Depois, o secretário-geral do PS, que falou sobretudo enquanto primeiro-ministro focou a forma como o Governo respondeu a esta crise económica, evitando a austeridade e diferenciando-se da direita — uma fronteira que o PS já tinha tentado traçar na abertura das jornadas, quando se quis retratar como o único partido que poderá tomar conta da governação nos próximos anos.
Outra marca passa exatamente pelas consequências dessa gestão diferente da da direita — segundo Costa, o melhor indicador é comparar a taxa de desemprego atingida na crise anterior, 18%, com o pico desta (até ver), 8%, assim como a confiança dos investidores externos, uma referência que evidencia o esforço por ‘roubar’ e esvaziar o discurso económico da direita.
Por último, Costa quis frisar o foco mantido, apesar de tudo isto, nos desafios que tinha traçado no início da anterior legislatura (do combate às alterações climáticas e às desigualdades à transição digital).
Costa guardou ainda uma palavra para a “dimensão institucional” que não faltou apesar do foco na pandemia. Exemplos? A extinção do SEF, a estratégia anticorrupção e a “modernização do comando das Forças Armadas”, esta última concretizada “contra ventos e marés”.
O retrato foi sempre otimista, mesmo tratando-se de uma análise a um ano e meio de pandemia. Costa ainda tomou um momento para assumir que Portugal “não é o país das maravilhas” e que não há razão para “lançar foguetes” (falava aqui dos números do desemprego), mas focou-se nas partes mais positivas da governação — e na comparação com a direita, sobretudo nos tempos da troika.
Perante a plateia de deputados e poucos governantes — o secretário de Estado dos Assuntos Parlamentares, Duarte Cordeiro, a secretária de Estado da Modernização Administrativa, Marina Gonçalves, e o ministro da Educação, Tiago Brandão Rodrigues — Costa entusiasmou com as promessas de futuro. A próxima tarefa será gerir a crise e o PRR, fintando, em ambos os casos, os fantasmas do passado.

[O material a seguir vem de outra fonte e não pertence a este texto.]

//! Schedule quality metrics (KPIs).
//!
//! Computes assignment quality indicators from a completed schedule and
//! its input configuration.
//!
//! # Metrics
//!
//! | Metric | Definition |
//! |--------|-----------|
//! | Completion Rate | Fraction of campers with every slot filled |
//! | Satisfaction Histogram | Campers by number of fulfilled preferences |
//! | Weighted Satisfaction | Sum of fulfilled-preference counts |
//! | Satisfaction Rate | Weighted satisfaction / (campers × slots) |
//! | Unassigned Slots | Total sentinel entries across all rows |

use crate::models::{Configuration, Schedule};

/// Assignment quality indicators.
#[derive(Debug, Clone, PartialEq)]
pub struct ScheduleKpi {
    /// Number of campers measured.
    pub total_campers: usize,
    /// Campers with every slot filled (no sentinel).
    pub fully_scheduled: usize,
    /// `fully_scheduled / total_campers` (0.0..1.0).
    pub completion_rate: f64,
    /// Index k = number of campers with exactly k fulfilled preferences.
    pub satisfaction_counts: Vec<usize>,
    /// Sum over campers of fulfilled-preference counts.
    pub weighted_satisfaction: usize,
    /// `weighted_satisfaction / (total_campers * slots)` (0.0..1.0).
    pub satisfaction_rate: f64,
    /// Sentinel entries across all camper rows.
    pub unassigned_slots: usize,
}

impl ScheduleKpi {
    /// Computes KPIs from a schedule and the configuration it solved.
    pub fn calculate(schedule: &Schedule, config: &Configuration) -> Self {
        let slots = schedule.policy().slot_count;
        let total_campers = config.camper_count();

        let mut fully_scheduled = 0;
        let mut satisfaction_counts = vec![0usize; slots + 1];
        let mut unassigned_slots = 0;

        for camper in &config.campers {
            let row = schedule.row(&camper.id);
            let filled = row.map(|r| r.iter().flatten().count()).unwrap_or(0);
            unassigned_slots += slots - filled;
            if filled == slots {
                fully_scheduled += 1;
            }

            let fulfilled = row
                .map(|r| {
                    r.iter()
                        .flatten()
                        .filter(|workshop| camper.prefers(workshop))
                        .count()
                })
                .unwrap_or(0);
            satisfaction_counts[fulfilled.min(slots)] += 1;
        }

        let weighted_satisfaction: usize = satisfaction_counts
            .iter()
            .enumerate()
            .map(|(fulfilled, &count)| fulfilled * count)
            .sum();

        let completion_rate = if total_campers == 0 {
            0.0
        } else {
            fully_scheduled as f64 / total_campers as f64
        };
        let satisfaction_rate = if total_campers == 0 || slots == 0 {
            0.0
        } else {
            weighted_satisfaction as f64 / (total_campers * slots) as f64
        };

        Self {
            total_campers,
            fully_scheduled,
            completion_rate,
            satisfaction_counts,
            weighted_satisfaction,
            satisfaction_rate,
            unassigned_slots,
        }
    }
}
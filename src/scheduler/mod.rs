//! Greedy baseline assigner and KPI evaluation.
//!
//! # Algorithm
//!
//! `GreedyAssigner` is a single first-feasible sweep in registration
//! order. It is not optimal — it exists as the quality and latency floor
//! the heuristic solvers ([`csp`], [`ga`]) are measured against.
//!
//! # KPI
//!
//! `ScheduleKpi` computes the assignment quality measures: completion
//! rate, preference-satisfaction histogram, and weighted satisfaction.
//!
//! [`csp`]: crate::csp
//! [`ga`]: crate::ga

mod greedy;
mod kpi;

pub use greedy::GreedyAssigner;
pub use kpi::ScheduleKpi;
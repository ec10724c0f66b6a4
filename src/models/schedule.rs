//! Schedule (candidate solution) model.
//!
//! A schedule is a complete assignment of campers to workshop sessions:
//! the session booking table plus one row per camper with exactly one
//! entry per slot (`None` = the unassigned sentinel). Solvers build
//! schedules incrementally through [`can_assign`]/[`add_booking`]; the
//! genetic solver additionally audits whole candidates through
//! [`violations`].
//!
//! [`can_assign`]: Schedule::can_assign
//! [`add_booking`]: Schedule::add_booking
//! [`violations`]: Schedule::violations

use serde::Serialize;
use std::collections::{HashMap, HashSet};

use super::{AgeGroup, CohortKey, SchedulingPolicy, Session, SessionKey};

/// Sentinel workshop name rendered for unassigned slots.
///
/// Internally an empty slot is `None`; the dash only appears at the
/// reporting boundary, matching the registration spreadsheets.
pub const UNASSIGNED: &str = "-";

/// A constraint violation found in a candidate schedule.
#[derive(Debug, Clone, PartialEq, Serialize)]
pub struct Violation {
    /// Type of violation.
    pub violation_type: ViolationType,
    /// Human-readable description.
    pub message: String,
}

/// Classification of schedule violations.
#[derive(Debug, Clone, PartialEq, Eq, Serialize)]
pub enum ViolationType {
    /// A session roster exceeds its capacity.
    CapacityExceeded,
    /// Two different cohort keys are active on one (workshop, slot) pair.
    CohortConflict,
    /// A slot runs more concurrent sessions than the facility ceiling.
    SlotCeilingExceeded,
}

impl Violation {
    fn new(violation_type: ViolationType, message: impl Into<String>) -> Self {
        Self {
            violation_type,
            message: message.into(),
        }
    }
}

/// A complete camper-to-session assignment.
///
/// Owns the session arena (indexed by [`SessionKey`]) and the per-camper
/// rows. Mutation primitives do not re-validate — callers gate them with
/// [`can_assign`](Self::can_assign); structural mistakes (double-booking a
/// slot, repeating a workshop for one camper) are caller bugs and trip
/// debug assertions.
#[derive(Debug, Clone, Serialize)]
pub struct Schedule {
    policy: SchedulingPolicy,
    sessions: Vec<Session>,
    #[serde(skip)]
    index: HashMap<SessionKey, usize>,
    /// camper id → one entry per slot, `None` = unassigned.
    assignments: HashMap<String, Vec<Option<String>>>,
}
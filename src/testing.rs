//! Test helpers: a scripted stand-in for yt-dlp.

use std::fs;
use std::path::{Path, PathBuf};
use tokio::sync::Mutex;

/// Serializes every test that writes and executes a stub script. Forking
/// while another test still holds a stub open for writing makes `exec` fail
/// with ETXTBSY.
pub static PROCESS_LOCK: Mutex<()> = Mutex::const_new(());

/// Name of the file the stubs append their argument lists to.
pub const CALLS_LOG: &str = "calls.log";

/// Behaves like a cooperative yt-dlp: writes `<template with ext>` for
/// downloads, prints a title for `--get-title` and a JSON document for
/// `--dump-json`.
pub const HAPPY_STUB: &str = r#"template=""
ext="mp4"
mode="download"
prev=""
for arg in "$@"; do
  if [ "$prev" = "-o" ]; then template="$arg"; fi
  case "$arg" in
    -x) ext="mp3" ;;
    --get-title) mode="title" ;;
    --dump-json) mode="info" ;;
  esac
  prev="$arg"
done

if [ "$mode" = "title" ]; then
  echo "Never Gonna: Give/You Up!"
  exit 0
fi

if [ "$mode" = "info" ]; then
  cat "$(dirname "$0")/info.json"
  exit 0
fi

target=$(printf '%s' "$template" | sed "s/%(ext)s/$ext/")
echo "[download] Destination: $target"
printf 'media-payload-bytes' > "$target"
exit 0
"#;

/// Writes an executable `/bin/sh` script named `yt-dlp` into `dir`. Every
/// invocation appends its arguments (one line per call) to [`CALLS_LOG`].
pub fn install_stub(dir: &Path, body: &str) -> PathBuf {
    let script_path = dir.join("yt-dlp");
    let script = format!(
        "#!/bin/sh\nprintf '%s\\n' \"$*\" >> \"$(dirname \"$0\")/{CALLS_LOG}\"\n{body}"
    );
    fs::write(&script_path, script).unwrap();
    #[cfg(unix)]
    {
        use std::os::unix::fs::PermissionsExt;
        let mut perms = fs::metadata(&script_path).unwrap().permissions();
        perms.set_mode(0o755);
        fs::set_permissions(&script_path, perms).unwrap();
    }
    script_path
}

/// Argument lines recorded by a stub, oldest first.
pub fn recorded_calls(dir: &Path) -> Vec<String> {
    fs::read_to_string(dir.join(CALLS_LOG))
        .map(|raw| raw.lines().map(str::to_string).collect())
        .unwrap_or_default()
}

/// Sorted paths directly inside `dir`.
pub fn dir_entries(dir: &Path) -> Vec<PathBuf> {
    let mut entries: Vec<PathBuf> = fs::read_dir(dir)
        .unwrap()
        .map(|entry| entry.unwrap().path())
        .collect();
    entries.sort();
    entries
}
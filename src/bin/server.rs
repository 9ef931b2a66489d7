#![forbid(unsafe_code)]

//! HTTP server binary. Resolves settings, checks that yt-dlp is reachable and
//! serves `/download` and `/info` until Ctrl+C.

use std::net::{IpAddr, SocketAddr};
use std::path::PathBuf;

use anyhow::{Context, Result};
use clap::Parser;
use fetchtube::api::{AppState, router};
use fetchtube::config::{RuntimeOverrides, RuntimeSettings, resolve_runtime_settings};
use fetchtube::cookies::CookieFile;
use fetchtube::ytdlp::YtDlp;
use tokio::signal;
use tracing_subscriber::EnvFilter;

const DEFAULT_LOG_FILTER: &str = "fetchtube=info,tower_http=info";

#[derive(Debug, Clone, Parser)]
#[command(name = "fetchtube-server", version, about = "Serve yt-dlp downloads over HTTP")]
struct ServerArgs {
    /// Address to listen on (FETCHTUBE_HOST).
    #[arg(long)]
    host: Option<String>,
    /// Port to listen on (FETCHTUBE_PORT).
    #[arg(long)]
    port: Option<u16>,
    /// Cookie jar passed to yt-dlp when present (COOKIES_PATH).
    #[arg(long)]
    cookies: Option<PathBuf>,
    /// yt-dlp executable (YTDLP_BIN).
    #[arg(long)]
    ytdlp: Option<PathBuf>,
    /// Directory for in-flight downloads (FETCHTUBE_TEMP_DIR).
    #[arg(long)]
    temp_dir: Option<PathBuf>,
    /// Dotenv file to read settings from.
    #[arg(long)]
    env_file: Option<PathBuf>,
}

impl ServerArgs {
    fn into_overrides(self) -> RuntimeOverrides {
        RuntimeOverrides {
            host: self.host,
            port: self.port,
            cookies_path: self.cookies,
            ytdlp_bin: self.ytdlp,
            temp_dir: self.temp_dir,
            env_path: self.env_file,
        }
    }
}

fn init_tracing() {
    let filter =
        EnvFilter::try_from_default_env().unwrap_or_else(|_| EnvFilter::new(DEFAULT_LOG_FILTER));
    tracing_subscriber::fmt().with_env_filter(filter).init();
}

fn listen_addr(settings: &RuntimeSettings) -> Result<SocketAddr> {
    let host = settings
        .host
        .parse::<IpAddr>()
        .with_context(|| format!("expected an IPv4 or IPv6 address, got {:?}", settings.host))?;
    Ok(SocketAddr::new(host, settings.port))
}

#[tokio::main]
async fn main() -> Result<()> {
    init_tracing();

    let settings = resolve_runtime_settings(ServerArgs::parse().into_overrides())?;
    let addr = listen_addr(&settings)?;

    tokio::fs::create_dir_all(&settings.temp_dir)
        .await
        .with_context(|| format!("creating temp dir {}", settings.temp_dir.display()))?;

    let ytdlp = YtDlp::new(
        settings.ytdlp_bin.clone(),
        CookieFile::new(settings.cookies_path.clone()),
    );
    // Downloads report a missing tool per request; this only makes it obvious
    // at boot.
    match ytdlp.version().await {
        Ok(version) => tracing::info!(%version, program = %ytdlp.program().display(), "found yt-dlp"),
        Err(err) => tracing::warn!(error = %err, program = %ytdlp.program().display(), "yt-dlp is not usable"),
    }
    tracing::info!(
        cookies = %settings.cookies_path.display(),
        present = settings.cookies_path.is_file(),
        temp_dir = %settings.temp_dir.display(),
        "configured"
    );

    let app = router(AppState::new(ytdlp, settings.temp_dir.clone()));

    let listener = tokio::net::TcpListener::bind(addr)
        .await
        .with_context(|| format!("binding to {addr}"))?;
    tracing::info!("listening on http://{addr}");

    axum::serve(listener, app)
        .with_graceful_shutdown(shutdown_signal())
        .await
        .context("running HTTP server")?;

    Ok(())
}

async fn shutdown_signal() {
    // Only affects graceful shutdown; Ctrl+C still terminates the process.
    if let Err(err) = signal::ctrl_c().await {
        tracing::error!(error = %err, "failed to install Ctrl+C handler");
    }
}
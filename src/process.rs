#![forbid(unsafe_code)]

//! Child-process plumbing. One awaitable call per subprocess; stdout and
//! stderr are drained concurrently so neither pipe can fill up and stall the
//! child.

use std::path::Path;
use std::process::Stdio;
use tokio::process::Command;

use crate::error::{Error, Result};

/// Substring yt-dlp prints when YouTube wants a signed-in session.
pub const SIGN_IN_MARKER: &str = "Sign in to confirm";

/// Everything a finished child left behind.
#[derive(Debug, Clone, Default)]
pub struct ToolOutput {
    /// `None` when the child was killed by a signal.
    pub code: Option<i32>,
    pub stdout: String,
    pub stderr: String,
}

impl ToolOutput {
    pub fn success(&self) -> bool {
        self.code == Some(0)
    }

    /// Turns a nonzero exit into the matching error. `fallback` is used when
    /// the tool printed nothing on stderr.
    pub fn into_result(self, fallback: &str) -> Result<Self> {
        if self.success() {
            return Ok(self);
        }
        Err(classify_failure(&self.stderr, fallback))
    }
}

pub fn classify_failure(stderr: &str, fallback: &str) -> Error {
    if stderr.contains(SIGN_IN_MARKER) {
        return Error::AuthenticationRequired;
    }
    let trimmed = stderr.trim();
    if trimmed.is_empty() {
        Error::DownloadFailed(fallback.to_string())
    } else {
        Error::DownloadFailed(trimmed.to_string())
    }
}

/// Runs `program` to completion. Spawn failures become
/// [`Error::ToolNotFound`]; a nonzero exit is reported through
/// [`ToolOutput::code`] and left to the caller.
///
/// The child is killed if the returned future is dropped before it exits.
pub async fn run_tool(program: &Path, args: &[String]) -> Result<ToolOutput> {
    tracing::debug!(program = %program.display(), ?args, "spawning tool");
    let output = Command::new(program)
        .args(args)
        .stdin(Stdio::null())
        .stdout(Stdio::piped())
        .stderr(Stdio::piped())
        .kill_on_drop(true)
        .output()
        .await
        .map_err(|source| Error::ToolNotFound {
            program: program.to_path_buf(),
            source,
        })?;

    let result = ToolOutput {
        code: output.status.code(),
        stdout: String::from_utf8_lossy(&output.stdout).into_owned(),
        stderr: String::from_utf8_lossy(&output.stderr).into_owned(),
    };
    tracing::debug!(
        program = %program.display(),
        code = ?result.code,
        stdout_bytes = result.stdout.len(),
        stderr_bytes = result.stderr.len(),
        "tool exited"
    );
    Ok(result)
}

#[cfg(test)]
mod tests {
    use super::*;
    use crate::testing::{PROCESS_LOCK, install_stub};
    use tempfile::tempdir;

    #[test]
    fn sign_in_marker_maps_to_authentication_error() {
        let err = classify_failure(
            "ERROR: [youtube] abc: Sign in to confirm you're not a bot",
            "Download failed",
        );
        assert!(matches!(err, Error::AuthenticationRequired));
    }

    #[test]
    fn other_failures_keep_trimmed_stderr() {
        let err = classify_failure("  ERROR: Video unavailable\n", "Download failed");
        assert_eq!(err.to_string(), "ERROR: Video unavailable");
    }

    #[test]
    fn empty_stderr_uses_fallback() {
        let err = classify_failure("\n", "Download failed");
        assert_eq!(err.to_string(), "Download failed");
    }

    #[test]
    fn signal_exit_is_not_success() {
        let output = ToolOutput {
            code: None,
            ..ToolOutput::default()
        };
        assert!(!output.success());
        assert!(output.into_result("killed").is_err());
    }

    #[tokio::test]
    async fn missing_binary_is_tool_not_found() {
        let _guard = PROCESS_LOCK.lock().await;
        let dir = tempdir().unwrap();
        let err = run_tool(&dir.path().join("no-such-tool"), &[])
            .await
            .unwrap_err();
        assert!(matches!(err, Error::ToolNotFound { .. }));
    }

    #[tokio::test]
    async fn captures_both_streams_and_exit_code() {
        let _guard = PROCESS_LOCK.lock().await;
        let dir = tempdir().unwrap();
        let stub = install_stub(
            dir.path(),
            r#"echo "out:$1"
echo "err:$2" >&2
exit 3
"#,
        );
        let output = run_tool(&stub, &["a".to_string(), "b".to_string()])
            .await
            .unwrap();
        assert_eq!(output.code, Some(3));
        assert_eq!(output.stdout.trim(), "out:a");
        assert_eq!(output.stderr.trim(), "err:b");
    }
}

Ferro duvida de medidas nos concelhos de risco
Antes de Costa, tinha sido tempo para Eduardo Ferro Rodrigues tomar a palavra para uma breve intervenção, deixando transparecer muita desconfiança sobre as medidas de alerta do Governo para aplicar nos concelhos de risco e questionando mesmo a sua eficácia.
Assumindo-se “preocupado com o que se está a passar nestas semanas”, porque tinha esperança de que, “ganhando a corrida das vacinas”, a descida dos casos fosse “quase automática”, Ferro fez uma incursão pela ironia: “Estas variantes não são como as autoestradas, são mais perigosas”.
E deixou encomendas para a próxima reunião do Infarmed, marcada para 27 de julho: é preciso um “balanço dos resultados práticos dos concelhos mais severamente atingidos e ainda confinados”, porque o presidente da Assembleia da República estranha “todas as semanas” ouvir que o alerta “continua a aumentar” nesses concelhos. E também pediu mais informação sobre a “distribuição etária dos mortos e internados”.
Ferro terminou com duas felicitações: uma pela “extraordinária presidência da União Europeia” e outra antecipada e dirigida diretamente a António Costa, que fará 60 anos este fim de semana, quando estiver em viagem a Angola com Marcelo Rebelo de Sousa.